Dopo l’estenuante tormentone partigiano e antifascista del 25 aprile, come da prassi, segue quello altrettanto estenuante, quanto sterile negli effetti concreti, della cosiddetta festa dei lavoratori. Dico cosiddetta perché, soprattutto da quando al comando della claudicante opposizione c’è l’ex gruppettara Elly Schlein, nella medesima categoria dei lavoratori la sinistra e la sua storica cinghia di trasmissione del sindacato includono esclusivamente i dipendenti, o salariati che dir si voglia. Costoro sono i buoni gli onesti per definizione, mentre tutti gli altri, imprenditori e partite Iva, rappresentano i cattivi, i biechi sfruttatori dei pronipoti del proletariato oppresso, in nome del quale, occorre sempre ricordarlo, sono state commesse una quantità di atrocità che non hanno eguali nella storia degli ultimi due secoli.
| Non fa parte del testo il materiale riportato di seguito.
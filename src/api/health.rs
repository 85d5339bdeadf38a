//! Health check, service info, and snapshot endpoints.

use axum::{extract::State, Json};
use chrono::Utc;
use serde::Serialize;

use crate::error::Result;
use crate::server::AppState;
use crate::stats::LiveStats;

#[derive(Debug, Serialize)]
pub struct HealthResponse {
    pub status: String,
    pub version: String,
    pub uptime_seconds: u64,
    pub store: StoreHealthResponse,
    pub connections: ConnectionHealthResponse,
}

#[derive(Debug, Serialize)]
pub struct StoreHealthResponse {
    pub backend: String,
    pub connected: bool,
}

#[derive(Debug, Serialize)]
pub struct ConnectionHealthResponse {
    pub total: usize,
    pub subscribed_dashboards: usize,
}

#[derive(Debug, Serialize)]
pub struct InfoResponse {
    pub name: String,
    pub version: String,
    pub uptime_seconds: u64,
    pub connections: usize,
}

pub async fn health(State(state): State<AppState>) -> Json<HealthResponse> {
    let store_connected = state.store.ping().await.is_ok();
    let conn_stats = state.connection_manager.stats();

    let status = if store_connected { "healthy" } else { "degraded" };

    Json(HealthResponse {
        status: status.to_string(),
        version: env!("CARGO_PKG_VERSION").to_string(),
        uptime_seconds: state.start_time.elapsed().as_secs(),
        store: StoreHealthResponse {
            backend: state.store.backend_name().to_string(),
            connected: store_connected,
        },
        connections: ConnectionHealthResponse {
            total: conn_stats.total_connections,
            subscribed_dashboards: conn_stats.subscribed_dashboards,
        },
    })
}

pub async fn info(State(state): State<AppState>) -> Json<InfoResponse> {
    Json(InfoResponse {
        name: env!("CARGO_PKG_NAME").to_string(),
        version: env!("CARGO_PKG_VERSION").to_string(),
        uptime_seconds: state.start_time.elapsed().as_secs(),
        connections: state.connection_manager.connection_count(),
    })
}

/// One-off live snapshot, same payload the broadcast pushes over WebSocket.
pub async fn stats(State(state): State<AppState>) -> Result<Json<LiveStats>> {
    let snapshot = state
        .aggregator
        .compute_snapshot(Utc::now().timestamp_millis())
        .await?;
    Ok(Json(snapshot))
}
Ma a parte questa breve divagazione, sta di fatto che con il primo maggio la segretaria del Partito democratico ha ribadito la sua ferma intenzione di restare, per così dire, incatenata ad una linea economica fortemente redistributiva e dirigista, il cui principale perno politico è costituito dall’opzione del salario minimo di nove euro l’ora, ossessivamente reiterato ad ogni occasione pubblica. In realtà si tratta di una questione in gran parte simbolica, dato che la stragrande maggioranza dei lavoratori dipendenti si trova ben al di sopra tale soglia. E ciò potrebbe determinare la più classica delle eterogenesi dei fini, spingendo i datori di lavoro a spingere le retribuzioni verso il basso, anziché ragionare in termini di reale produttività. D’altro canto, al di là della evidente inefficacia di una simile proposta, essa rientra in quella visione molto statalista – che il grande Friedrich von Hayek avrebbe definito “costruttivista”– secondo la quale la ricchezza di una Nazione si realizza attraverso una azione diretta della politica e non, come accade da alcuni secoli nel mondo libero, attraverso l’iniziativa spontanea degli attori economici, dipendenti compresi, nell’ambito di una libera economia di mercato.
A mio avviso, sul piano più squisitamente politico, la scelta da parte della Schlein di orientare la sua linea su questa e altre battaglie di retroguardia, come si sarebbe detto una volta, può servire a tenere dentro la base di consenso più affidabile, ovvero chi difficilmente è propenso a cambiare il proprio voto. Tuttavia, questa sorta di riproposizione dell’usato sicuro di Bersaniana memoria difficilmente potrà attrarre buon parte di quell’elettorato mobile, in costante crescita da alcuni anni, il quale, dopo la colossale fregatura rimediata dal Movimento 5 stelle, attuali alleati serpenti del Pd, è probabile che ne abbia le tasche piene di chi ancora oggi racconta loro la favola dei pasti gratis, alias prosperità ottenuta per decreto legge.